Dead kernel for circuit grad

Greetings PennyLane team, I’m trying to compute the gradient of a circuit using the Jax interface but my kernel dies. Could you help me why this happens? :thinking:

This is an example that produces the issue:

import jax
from jax import numpy as jnp
import pennylane as qml
import numpy as np

dev = qml.device("default.qubit", wires=2)

amplitude_0 = 1
amplitude_1 = 2
amplitude_2 = 3
amplitude_3 = 4

initial_state = jnp.array([amplitude_0, amplitude_1, amplitude_2, amplitude_3])
norm = jnp.linalg.norm(initial_state)
initial_state = initial_state / norm

@qml.qnode(dev, diff_method="finite-diff", interface="jax")
def circuit(phi):
    qml.QubitStateVector(initial_state, wires=[0, 1])
    qml.IsingZZ(phi, wires=[0, 1])
    return qml.expval(qml.PauliZ(0))

phi = jnp.array(0.1)

res = jax.grad(circuit, argnums=0)(phi)

Thank you!

Hi @georgy! I’m not sure why this is happening but I did manage to make it work by removing diff_method=“finite-diff” and removing (phi) in the last line. I will look deeper into why this is happening but for now you could work with the following code:

---------------

import jax
from jax import numpy as jnp
import pennylane as qml
import numpy as np

dev = qml.device(“default.qubit”, wires=2)

amplitude_0 = 1
amplitude_1 = 2
amplitude_2 = 3
amplitude_3 = 4

initial_state = jnp.array([amplitude_0, amplitude_1, amplitude_2, amplitude_3])
norm = jnp.linalg.norm(initial_state)
initial_state = initial_state / norm

@qml.qnode(dev, interface=“jax”)
def circuit(phi):
qml.QubitStateVector(initial_state, wires=[0, 1])
qml.IsingZZ(phi, wires=[0, 1])
return qml.expval(qml.PauliZ(0))

phi = jnp.array(0.1)

res = jax.grad(circuit, argnums=0)

-----------------

Please let me know if this helps and I’ll let you know when I figure out the cause for this problem!

Hello @CatalinaAlbornoz,

Oh thanks for taking a look! I tried your suggestion, but something weird is going on. :thinking: It indeed executed fine and wanted to compute with the result, but then getting another error:

jax.numpy.sum(res)
~/anaconda3/lib/python3.8/site-packages/jax/_src/numpy/lax_numpy.py in _check_arraylike(fun_name, *args)
    306                     if not _arraylike(arg))
    307     msg = "{} requires ndarray or scalar arguments, got {} at position {}."
--> 308     raise TypeError(msg.format(fun_name, type(arg), pos))
    309 
    310 def _check_no_float0s(fun_name, *args):

TypeError: sum requires ndarray or scalar arguments, got <class 'function'> at position 0.
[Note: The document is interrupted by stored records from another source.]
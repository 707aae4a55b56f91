use rusqlite::Connection;
use std::path::PathBuf;
use thiserror::Error;

use crate::models::{AntaryatraRecord, AntaryatraStatus, LedgerEntry, Sankalpa};

#[derive(Debug, Error)]
pub enum DatabaseError {
    #[error("SQLite error: {0}")]
    SqliteError(#[from] rusqlite::Error),
    #[error("Failed to create database directory: {0}")]
    DirectoryError(String),
}

pub struct Database {
    conn: Connection,
}

impl Database {
    /// Create a new database connection and initialize the schema
    pub fn new(path: &str) -> Result<Self, DatabaseError> {
        let db_path = PathBuf::from(path);

        // Create parent directory if it doesn't exist
        if let Some(parent) = db_path.parent() {
            if !parent.exists() {
                std::fs::create_dir_all(parent)
                    .map_err(|e| DatabaseError::DirectoryError(e.to_string()))?;
            }
        }

        // Open or create the database
        let conn = Connection::open(&db_path)?;

        let db = Database { conn };
        db.initialize_schema()?;

        Ok(db)
    }

    /// Initialize the database schema (tables and indexes)
    fn initialize_schema(&self) -> Result<(), DatabaseError> {
        // One row per calendar day, keyed by date
        self.conn.execute(
            "CREATE TABLE IF NOT EXISTS entries (
                date            TEXT PRIMARY KEY,
                count           INTEGER NOT NULL DEFAULT 0,
                notes           TEXT NOT NULL DEFAULT '',
                updated_at      TEXT NOT NULL
            )",
            [],
        )?;

        // Singleton vow, pinned to a single row
        self.conn.execute(
            "CREATE TABLE IF NOT EXISTS sankalpa (
                id              INTEGER PRIMARY KEY CHECK (id = 1),
                text            TEXT NOT NULL,
                context         TEXT NOT NULL DEFAULT '',
                date            TEXT NOT NULL,
                updated_at      TEXT NOT NULL
            )",
            [],
        )?;

        // One reflection record per year
        self.conn.execute(
            "CREATE TABLE IF NOT EXISTS antaryatra (
                year            INTEGER PRIMARY KEY,
                status          TEXT NOT NULL,
                text            TEXT NOT NULL DEFAULT '',
                recorded_on     TEXT NOT NULL,
                timezone        TEXT NOT NULL DEFAULT ''
            )",
            [],
        )?;

        Ok(())
    }

    /// Upsert a ledger entry keyed by its date, stamping `updated_at`.
    /// Last write wins.
    pub fn save_entry(&self, date: &str, count: i64, notes: &str) -> Result<(), DatabaseError> {
        let updated_at = chrono::Local::now().format("%Y-%m-%d %H:%M:%S").to_string();
        self.conn.execute(
            "INSERT INTO entries (date, count, notes, updated_at)
             VALUES (?1, ?2, ?3, ?4)
             ON CONFLICT(date) DO UPDATE SET
                 count = excluded.count,
                 notes = excluded.notes,
                 updated_at = excluded.updated_at",
            rusqlite::params![date, count, notes, updated_at],
        )?;
        Ok(())
    }

    fn row_to_entry(row: &rusqlite::Row) -> Result<LedgerEntry, rusqlite::Error> {
        Ok(LedgerEntry {
            date: row.get(0)?,
            count: row.get(1)?,
            notes: row.get(2)?,
            updated_at: row.get(3)?,
            is_empty: false,
        })
    }

    /// Get a single entry by date
    pub fn get_entry(&self, date: &str) -> Result<Option<LedgerEntry>, DatabaseError> {
        let mut stmt = self.conn.prepare(
            "SELECT date, count, notes, updated_at FROM entries WHERE date = ?1",
        )?;

        match stmt.query_row(rusqlite::params![date], Self::row_to_entry) {
            Ok(entry) => Ok(Some(entry)),
            Err(rusqlite::Error::QueryReturnedNoRows) => Ok(None),
            Err(e) => Err(DatabaseError::from(e)),
        }
    }

    /// Get all entries ordered by date DESC (newest first)
    pub fn get_all_entries(&self) -> Result<Vec<LedgerEntry>, DatabaseError> {
        let mut stmt = self.conn.prepare(
            "SELECT date, count, notes, updated_at FROM entries ORDER BY date DESC",
        )?;
        let entries = stmt
            .query_map([], Self::row_to_entry)?
            .collect::<Result<Vec<_>, _>>()?;

        Ok(entries)
    }

    /// Delete an entry by date
    pub fn delete_entry(&self, date: &str) -> Result<(), DatabaseError> {
        self.conn
            .execute("DELETE FROM entries WHERE date = ?1", rusqlite::params![date])?;
        Ok(())
    }

    /// Get the singleton sankalpa, if one has been established
    pub fn get_sankalpa(&self) -> Result<Option<Sankalpa>, DatabaseError> {
        let mut stmt = self.conn.prepare(
            "SELECT text, context, date, updated_at FROM sankalpa WHERE id = 1",
        )?;

        let result = stmt.query_row([], |row| {
            Ok(Sankalpa {
                text: row.get(0)?,
                context: row.get(1)?,
                date: row.get(2)?,
                updated_at: row.get(3)?,
            })
        });

        match result {
            Ok(sankalpa) => Ok(Some(sankalpa)),
            Err(rusqlite::Error::QueryReturnedNoRows) => Ok(None),
            Err(e) => Err(DatabaseError::from(e)),
        }
    }

    /// Upsert the singleton sankalpa. Preserving the original establishment
    /// date on a rewrite is the caller's responsibility.
    pub fn save_sankalpa(&self, sankalpa: &Sankalpa) -> Result<(), DatabaseError> {
        self.conn.execute(
            "INSERT INTO sankalpa (id, text, context, date, updated_at)
             VALUES (1, ?1, ?2, ?3, ?4)
             ON CONFLICT(id) DO UPDATE SET
                 text = excluded.text,
                 context = excluded.context,
                 date = excluded.date,
                 updated_at = excluded.updated_at",
            rusqlite::params![sankalpa.text, sankalpa.context, sankalpa.date, sankalpa.updated_at],
        )?;
        Ok(())
    }

    fn row_to_antaryatra(row: &rusqlite::Row) -> Result<AntaryatraRecord, rusqlite::Error> {
        let status: String = row.get(1)?;
        let status: AntaryatraStatus = status.parse().map_err(|e: String| {
            rusqlite::Error::FromSqlConversionFailure(1, rusqlite::types::Type::Text, e.into())
        })?;
        Ok(AntaryatraRecord {
            year: row.get(0)?,
            status,
            text: row.get(2)?,
            recorded_on: row.get(3)?,
            timezone: row.get(4)?,
        })
    }

    /// Get the reflection record for a year, if any
    pub fn get_antaryatra(&self, year: i32) -> Result<Option<AntaryatraRecord>, DatabaseError> {
        let mut stmt = self.conn.prepare(
            "SELECT year, status, text, recorded_on, timezone FROM antaryatra WHERE year = ?1",
        )?;

        match stmt.query_row(rusqlite::params![year], Self::row_to_antaryatra) {
            Ok(record) => Ok(Some(record)),
            Err(rusqlite::Error::QueryReturnedNoRows) => Ok(None),
            Err(e) => Err(DatabaseError::from(e)),
        }
    }

    /// Get all reflection records ordered by year DESC
    pub fn get_all_antaryatra(&self) -> Result<Vec<AntaryatraRecord>, DatabaseError> {
        let mut stmt = self.conn.prepare(
            "SELECT year, status, text, recorded_on, timezone FROM antaryatra ORDER BY year DESC",
        )?;
        let records = stmt
            .query_map([], Self::row_to_antaryatra)?
            .collect::<Result<Vec<_>, _>>()?;

        Ok(records)
    }

    /// Upsert a reflection record keyed by year. The sealed-once-written
    /// contract is checked by the caller via `antaryatra::can_record`.
    pub fn save_antaryatra(&self, record: &AntaryatraRecord) -> Result<(), DatabaseError> {
        self.conn.execute(
            "INSERT INTO antaryatra (year, status, text, recorded_on, timezone)
             VALUES (?1, ?2, ?3, ?4, ?5)
             ON CONFLICT(year) DO UPDATE SET
                 status = excluded.status,
                 text = excluded.text,
                 recorded_on = excluded.recorded_on,
                 timezone = excluded.timezone",
            rusqlite::params![
                record.year,
                record.status.as_str(),
                record.text,
                record.recorded_on,
                record.timezone
            ],
        )?;
        Ok(())
    }
}

#[cfg(test)]
mod tests {
    use super::*;
    use pretty_assertions::assert_eq;
    use tempfile::TempDir;

    fn open_db(dir: &TempDir) -> Database {
        let path = dir.path().join("ledger.db");
        Database::new(path.to_str().unwrap()).unwrap()
    }

    #[test]
    fn save_is_an_upsert_keyed_by_date() {
        let dir = TempDir::new().unwrap();
        let db = open_db(&dir);

        db.save_entry("2026-02-27", 108, "").unwrap();
        db.save_entry("2026-02-27", 1080, "second sitting").unwrap();

        let all = db.get_all_entries().unwrap();
        assert_eq!(all.len(), 1);
        assert_eq!(all[0].count, 1080);
        assert_eq!(all[0].notes, "second sitting");
        assert!(!all[0].updated_at.is_empty());
    }

    #[test]
    fn entries_come_back_newest_first() {
        let dir = TempDir::new().unwrap();
        let db = open_db(&dir);

        db.save_entry("2026-01-01", 100, "").unwrap();
        db.save_entry("2026-02-01", 200, "").unwrap();
        db.save_entry("2025-12-31", 300, "").unwrap();

        let dates: Vec<String> = db
            .get_all_entries()
            .unwrap()
            .into_iter()
            .map(|e| e.date)
            .collect();
        assert_eq!(dates, vec!["2026-02-01", "2026-01-01", "2025-12-31"]);
    }

    #[test]
    fn get_and_delete_by_date() {
        let dir = TempDir::new().unwrap();
        let db = open_db(&dir);

        db.save_entry("2026-02-27", 108, "").unwrap();
        assert!(db.get_entry("2026-02-27").unwrap().is_some());
        assert!(db.get_entry("2026-02-26").unwrap().is_none());

        db.delete_entry("2026-02-27").unwrap();
        assert!(db.get_entry("2026-02-27").unwrap().is_none());
    }

    #[test]
    fn sankalpa_is_a_singleton() {
        let dir = TempDir::new().unwrap();
        let db = open_db(&dir);

        assert!(db.get_sankalpa().unwrap().is_none());

        db.save_sankalpa(&Sankalpa::new(
            "daily practice".to_string(),
            String::new(),
            "2026-01-01".to_string(),
        ))
        .unwrap();

        let mut rewritten = db.get_sankalpa().unwrap().unwrap();
        rewritten.text = "renewed vow".to_string();
        rewritten.updated_at = "2026-06-01".to_string();
        db.save_sankalpa(&rewritten).unwrap();

        let stored = db.get_sankalpa().unwrap().unwrap();
        assert_eq!(stored.text, "renewed vow");
        assert_eq!(stored.date, "2026-01-01");
        assert_eq!(stored.updated_at, "2026-06-01");
    }

    #[test]
    fn antaryatra_records_round_trip_by_year() {
        let dir = TempDir::new().unwrap();
        let db = open_db(&dir);

        assert!(db.get_antaryatra(2025).unwrap().is_none());

        db.save_antaryatra(&AntaryatraRecord {
            year: 2025,
            status: AntaryatraStatus::Recorded,
            text: "a year of steadiness".to_string(),
            recorded_on: "2025-12-31".to_string(),
            timezone: "Asia/Kolkata".to_string(),
        })
        .unwrap();
        db.save_antaryatra(&AntaryatraRecord {
            year: 2024,
            status: AntaryatraStatus::Skipped,
            text: String::new(),
            recorded_on: "2025-01-02".to_string(),
            timezone: String::new(),
        })
        .unwrap();

        let record = db.get_antaryatra(2025).unwrap().unwrap();
        assert_eq!(record.status, AntaryatraStatus::Recorded);
        assert_eq!(record.text, "a year of steadiness");

        let years: Vec<i32> = db
            .get_all_antaryatra()
            .unwrap()
            .into_iter()
            .map(|r| r.year)
            .collect();
        assert_eq!(years, vec![2025, 2024]);
    }
}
What’s wrong here? :thinking:

Hi @georgy! You’re getting this error because res is in fact a function. It’s the function that gives the gradient of your circuit! You can check this by using print(res).
In order to get the result you expect you need to evaluate the res function on a point. It’s here that you include the phi.
If you try
print(f"res(phi): {res(phi):0.3f}")
you will get the result expected.

You can also use numpy to do operations on the result the way you did, but always remembering to evaluate the function first.
In your case your code would look like this:
print(jax.numpy.sum(res(phi)))

Please let me know if this answered your question!

Also, regarding the initial question of why the finite-difference method didn’t work, I will ask someone from the team to take a deeper look at this.

Hi @georgy,

Thanks for the question!

Unfortunately, when using the jax interface, we’re experiencing issues for the parameter-shift and finite-diff differentiation methods. After some investigation, it looks that the stopped kernel is due to the lack of ability to specify jax arrays as trainable. We’re still looking for a fitting solution.

In the meantime, the solution that @CatalinaAlbornoz suggested should work great. That will use the backprop differentiation method with the default.qubit.jax device.

Hi @CatalinaAlbornoz and @antalszava,

Thank you for the answers! Oh, that makes sense. I’ll then be using backpropagation for the time being. Thanks again!

I’m glad this helped @georgy! And thank you @antalszava for your answer. Enjoy using PennyLane!